O realizador assinala a diferença fundamental que justifica a abundância de literatura sobre Macau e a quase ausência de filmografia: “um escritor vai para Macau, aluga um quarto, ou uma casa ou instala-se num hotel e fica ali a escrever, é um ato solitário em que basicamente estamos a falar de estadia, alimentação e transporte” para uma pessoa.

“Uma equipa de filmagens, mesmo uma equipa reduzida, são muitas pessoas, técnicos, atores, material, por isso é que é tão caro. E para um realizador português, o apoio ao cinema português e às artes em geral é muito insuficiente”, disse, acrescentando que “o cinema é possivelmente das artes mais caras e é mais fácil filmar em Lisboa e Portugal, do que atravessar o oceano pra ir filmar a Macau”.

A falta de orçamento é também a justificação apontada por Luís Filipe Rocha, que realizou em Macau “Amor e dedinhos de pé”, baseado no romance homónimo do escritor macaense Henrique de Senna Fernandes, mas em coprodução com Espanha e França.

“Não é simples, implica deslocações longas, estadias, viagens, obtenção de licenças, é complicado montar um produção cinematográfica em Macau”, afirmou, mostrando-se convicto de que aquela região nunca vai ser um polo atraente para o cinema português, ainda para mais com o previsível gradual afastamento dos portugueses, decorrente da transmissão da administração do território de Portugal para a China, que assinala 20 anos na próxima sexta-feira.

João Guerra da Mata tem a mesma convicção, mas acredita que há um futuro de cinema em Macau, porque neste momento há toda uma nova geração de macaenses que estão a fazer filmes em Macau.

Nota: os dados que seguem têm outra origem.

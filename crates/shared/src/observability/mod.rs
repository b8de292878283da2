//! 统一可观测性模块
//!
//! 提供 logging 与 metrics 的统一初始化。规则引擎只通过 `tracing` 宏输出日志、
//! 通过 [`metrics`] 中的记录函数累计计数，具体输出目的地在这里配置。

pub mod metrics;
pub mod tracing;

use ::tracing::info;
use anyhow::Result;
use serde::Deserialize;

/// 可观测性配置
#[derive(Debug, Clone, Deserialize)]
#[serde(default)]
pub struct ObservabilityConfig {
    /// 日志级别（如 "info", "debug"），RUST_LOG 优先
    pub log_level: String,

    /// 是否启用 JSON 格式日志
    pub json_logs: bool,

    /// 是否安装 Prometheus recorder
    pub metrics_enabled: bool,
}

impl Default for ObservabilityConfig {
    fn default() -> Self {
        Self {
            log_level: "info".to_string(),
            json_logs: false,
            metrics_enabled: false,
        }
    }
}

/// 可观测性资源守卫
///
/// 持有 Prometheus handle，供进程结束前渲染指标快照。
pub struct ObservabilityGuard {
    metrics_handle: Option<metrics::MetricsHandle>,
}

impl ObservabilityGuard {
    /// 创建一个空的 Guard（用于测试或禁用可观测性时）
    pub fn empty() -> Self {
        Self {
            metrics_handle: None,
        }
    }

    /// 渲染当前指标（Prometheus 文本格式），未启用时返回 None
    pub fn render_metrics(&self) -> Option<String> {
        self.metrics_handle.as_ref().map(metrics::MetricsHandle::render)
    }
}

/// 统一初始化可观测性
///
/// 初始化顺序：
/// 1. Tracing（日志）
/// 2. Metrics（Prometheus recorder，可选）
pub fn init(service_name: &str, config: &ObservabilityConfig) -> Result<ObservabilityGuard> {
    tracing::init(config)?;

    let metrics_handle = if config.metrics_enabled {
        Some(metrics::init(service_name)?)
    } else {
        None
    };

    info!(
        service = %service_name,
        json_logs = config.json_logs,
        metrics_enabled = config.metrics_enabled,
        "Observability initialized"
    );

    Ok(ObservabilityGuard { metrics_handle })
}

“Agora, realizadores portugueses irem filmar para Macau, neste momento, não sei se há grande interesse” e sobretudo para “pessoas que não tenham ligação direta com Macau, este sempre foi um sítio longínquo e que agora pertence à China, pelo que já nem há essa ligação emocional”.

No entanto, o realizador deixa uma nota de otimismo: “eu quero acreditar que o cinema de Macau tem potencial para se desenvolver, se calhar o mais interessante era que fossem coproduções Portugal-Macau, que ambas as comunidades percebessem que têm uma historia comum e pontos de vista diferentes sobre essa historia comum e que essas coproduções iriam dar uma vida e um olhar até mais saudável sobre o território”.